Aaron Katz, a litigation partner at Ropes & Gray in Boston who represents Price, said he thought it was notable Chief Justice John Roberts Jr. and Justice Brett Kavanaugh did not join Thomas’ opinion on Monday.
“There’s obviously a significant disagreement in the court right now,” Katz said. “We’ll have to wait to see whether it deepens or they can bridge the divide. I also think there is a fundamental misunderstanding that lawyers like me are just playing litigation delay. You are in a position where you have to sit down with a death row inmate and answer his questions. I hope positions I have taken on behalf of my client will ultimately win out.”
In the Texas death case, Murphy v. Collier, the positions of Thomas, Alito and Gorsuch were reversed.
On March 28, the three justices had dissented from the majority’s grant of a stay of execution to Patrick Murphy just hours before his scheduled execution. The inmate claimed the state discriminated against him when it refused to allow his Buddhist minister in the execution room but allowed inmates who were Christian and Muslim to have ministers of their faiths in that room.
At the time, only Justice Brett Kavanaugh, who concurred in the stay, wrote to explain his view that the Texas policy amounted to denominational discrimination. He also said in a footnote that, based on the circumstances in the case, he believed Murphy had made his request for a Buddhist minister in a timely manner a month before the scheduled execution.
The high court’s action drew substantial commentary and criticism because it appeared to conflict with the justices’ earlier refusal to grant an execution stay in another case just weeks earlier. In that case, Domineque Ray, a Muslim, objected to Alabama’s refusal to allow an imam to be present in the execution room.
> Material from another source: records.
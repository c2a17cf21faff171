//! Boundary codec
//!
//! Conversions between C strings and Rust values, and the mapping from an
//! operation's [`Outcome`] onto the `(result, error_out)` pointer pair:
//!
//! | outcome | return  | `*error_out` |
//! |---------|---------|--------------|
//! | data    | JSON    | null         |
//! | no data | null    | null         |
//! | error   | null    | message      |

use std::ffi::{CStr, CString};
use std::os::raw::c_char;
use std::panic::{self, AssertUnwindSafe};

use serde::Serialize;
use serde_json::{Map, Value};

use crate::client::Outcome;
use crate::error::{ErrorKind, StoreError, StoreResult};

/// Store a message in `*out`. A message with an interior NUL is truncated
/// at the NUL.
pub(crate) fn set_error(out: *mut *mut c_char, message: impl Into<String>) {
    if out.is_null() {
        return;
    }
    let mut bytes = message.into().into_bytes();
    if let Some(nul) = bytes.iter().position(|b| *b == 0) {
        bytes.truncate(nul);
    }
    let cstring = CString::new(bytes).unwrap_or_default();
    // SAFETY: `out` is non-null and points to caller-owned storage for one pointer.
    unsafe {
        *out = cstring.into_raw();
    }
}

pub(crate) fn clear_error(out: *mut *mut c_char) {
    if out.is_null() {
        return;
    }
    // SAFETY: as in `set_error`.
    unsafe {
        *out = std::ptr::null_mut();
    }
}

/// Read a required string argument
pub(crate) fn read_str(ptr: *const c_char, field: &str) -> StoreResult<String> {
    if ptr.is_null() {
        return Err(StoreError::Validation(format!("{} is null", field)));
    }
    // SAFETY: non-null; the caller guarantees a NUL-terminated string that
    // outlives this call.
    let raw = unsafe { CStr::from_ptr(ptr) };
    raw.to_str()
        .map(str::to_owned)
        .map_err(|e| StoreError::Validation(format!("{} is not valid UTF-8: {}", field, e)))
}

/// Read an optional JSON argument. Null and blank text are absent.
pub(crate) fn read_json(ptr: *const c_char, field: &'static str) -> StoreResult<Option<Value>> {
    if ptr.is_null() {
        return Ok(None);
    }
    // SAFETY: as in `read_str`.
    let raw = unsafe { CStr::from_ptr(ptr) };
    let text = raw.to_str().map_err(|e| StoreError::parse(field, e))?;
    if text.trim().is_empty() {
        return Ok(None);
    }
    serde_json::from_str(text)
        .map(Some)
        .map_err(|e| StoreError::parse(field, e))
}

/// `{ key: value }`
pub(crate) fn envelope(key: &str, value: impl Serialize) -> StoreResult<Value> {
    let mut map = Map::new();
    map.insert(key.to_string(), serde_json::to_value(value)?);
    Ok(Value::Object(map))
}

pub(crate) fn to_value(value: impl Serialize) -> StoreResult<Value> {
    Ok(serde_json::to_value(value)?)
}

/// Hand a JSON value to the caller as an owned C string
fn into_c_string(value: &Value) -> Result<*mut c_char, String> {
    let text = serde_json::to_string(value).map_err(|e| e.to_string())?;
    CString::new(text)
        .map(CString::into_raw)
        .map_err(|e| format!("result contains NUL byte: {}", e))
}

/// Run one boundary call: clear `error_out`, catch panics, and encode the
/// three-way outcome.
pub(crate) fn respond<F>(operation: &'static str, error_out: *mut *mut c_char, call: F) -> *mut c_char
where
    F: FnOnce() -> StoreResult<Value>,
{
    clear_error(error_out);

    let outcome: Outcome<Value> = match panic::catch_unwind(AssertUnwindSafe(call)) {
        Ok(result) => result.into(),
        Err(payload) => {
            let reason = panic_message(payload.as_ref());
            tracing::error!(operation, reason = %reason, "Panic caught at C boundary");
            set_error(error_out, format!("{}: {} panicked: {}", ErrorKind::Internal, operation, reason));
            return std::ptr::null_mut();
        }
    };

    match outcome {
        Outcome::Data(value) => match into_c_string(&value) {
            Ok(ptr) => ptr,
            Err(err) => {
                set_error(error_out, format!("{}: {}", ErrorKind::Internal, err));
                std::ptr::null_mut()
            }
        },
        Outcome::NoData => std::ptr::null_mut(),
        Outcome::Error(err) => {
            if matches!(err.kind(), ErrorKind::Storage | ErrorKind::Internal) {
                tracing::error!(operation, error = %err, "Operation failed");
            } else {
                tracing::debug!(operation, error = %err, "Operation rejected");
            }
            set_error(error_out, err.boundary_message());
            std::ptr::null_mut()
        }
    }
}

fn panic_message(payload: &(dyn std::any::Any + Send)) -> String {
    if let Some(s) = payload.downcast_ref::<&str>() {
        (*s).to_string()
    } else if let Some(s) = payload.downcast_ref::<String>() {
        s.clone()
    } else {
        "unknown panic".to_string()
    }
}

#[cfg(test)]
mod tests {
    use super::*;
    use serde_json::json;

    fn take_string(ptr: *mut c_char) -> Option<String> {
        if ptr.is_null() {
            return None;
        }
        let owned = unsafe { CString::from_raw(ptr) };
        Some(owned.into_string().unwrap())
    }

    #[test]
    fn test_read_json_absent_and_blank() {
        assert!(read_json(std::ptr::null(), "options").unwrap().is_none());
        let blank = CString::new("   ").unwrap();
        assert!(read_json(blank.as_ptr(), "options").unwrap().is_none());
    }

    #[test]
    fn test_read_json_malformed_is_parse_error() {
        let bad = CString::new("{ not json").unwrap();
        let err = read_json(bad.as_ptr(), "options").unwrap_err();
        assert_eq!(err.kind(), ErrorKind::Parse);
    }

    #[test]
    fn test_respond_three_ways() {
        let mut error: *mut c_char = std::ptr::null_mut();

        let data = respond("test", &mut error, || Ok(json!({ "ok": true })));
        assert_eq!(take_string(data).unwrap(), r#"{"ok":true}"#);
        assert!(error.is_null());

        let none = respond("test", &mut error, || {
            Err(StoreError::aggregate_not_found("order", "A1"))
        });
        assert!(none.is_null());
        assert!(error.is_null());

        let failed = respond("test", &mut error, || {
            Err(StoreError::Validation("bad".to_string()))
        });
        assert!(failed.is_null());
        assert!(take_string(error).unwrap().starts_with("ValidationError: "));
    }

    #[test]
    fn test_respond_catches_panics() {
        let mut error: *mut c_char = std::ptr::null_mut();
        let result = respond("test", &mut error, || -> StoreResult<Value> {
            panic!("boom");
        });
        assert!(result.is_null());
        let message = take_string(error).unwrap();
        assert!(message.starts_with("InternalError: "));
        assert!(message.contains("boom"));
    }

    #[test]
    fn test_set_error_truncates_at_nul() {
        let mut error: *mut c_char = std::ptr::null_mut();
        set_error(&mut error, "before\0after");
        assert_eq!(take_string(error).unwrap(), "before");
    }
}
The Eleventh Circuit granted a stay because it considered the state policy likely violated the establishment clause.
In vacating that stay, the majority only said Ray essentially waited too late to raise the First Amendment issue. Kagan, joined by justices Ginsburg, Breyer and Sotomayor, disagreed with that rationale in a dissent that outlined the timing of Ray’s legal steps. Kagan called the court’s decision “profoundly wrong.”
The denial in Ray’s case and the grant in Murphy’s case showed that the conservative justices are taking an increasingly hard line on last-minute death appeals and view them as mainly tactics to delay executions.
It’s not obvious why it took six weeks after the decision in Murphy’s case for, Alito, joined by Thomas and Gorsuch, to issue his 14-page dissenting opinion.
In that opinion, Alito accused the inmate of “inexcusable delay” in raising his claims. He noted that Murphy brought his religious liberty claims to the justices six hours before his scheduled execution. And, Alito said, Murphy’s tactics “are just as unjustified as those that led the court to vacate a stay of execution” in the Ray case.
“By granting a stay in this case, the court disregards the ‘strong equitable presumption’ against the grant of such relief when the applicant unreasonably delayed in raising the underlying claims,” Alito wrote. “This presumption deserves greater respect because it serves many important interests.”
Alito showed none of Thomas’ disdain for the majority’s arguments. He placed blame on Murphy and his lawyers for allegedly dilatory tactics.
Alito also examined Murphy’s religion-based claims, concluding that those by Murphy and Ray are important “and may ultimately be held to have merit.” But, he added, “Prisoners should bring such claims well before their scheduled executions so that the courts can adjudicate them in the way that the claims require and deserve and so that states are afforded sufficient time to make any necessary modifications to their execution protocols.”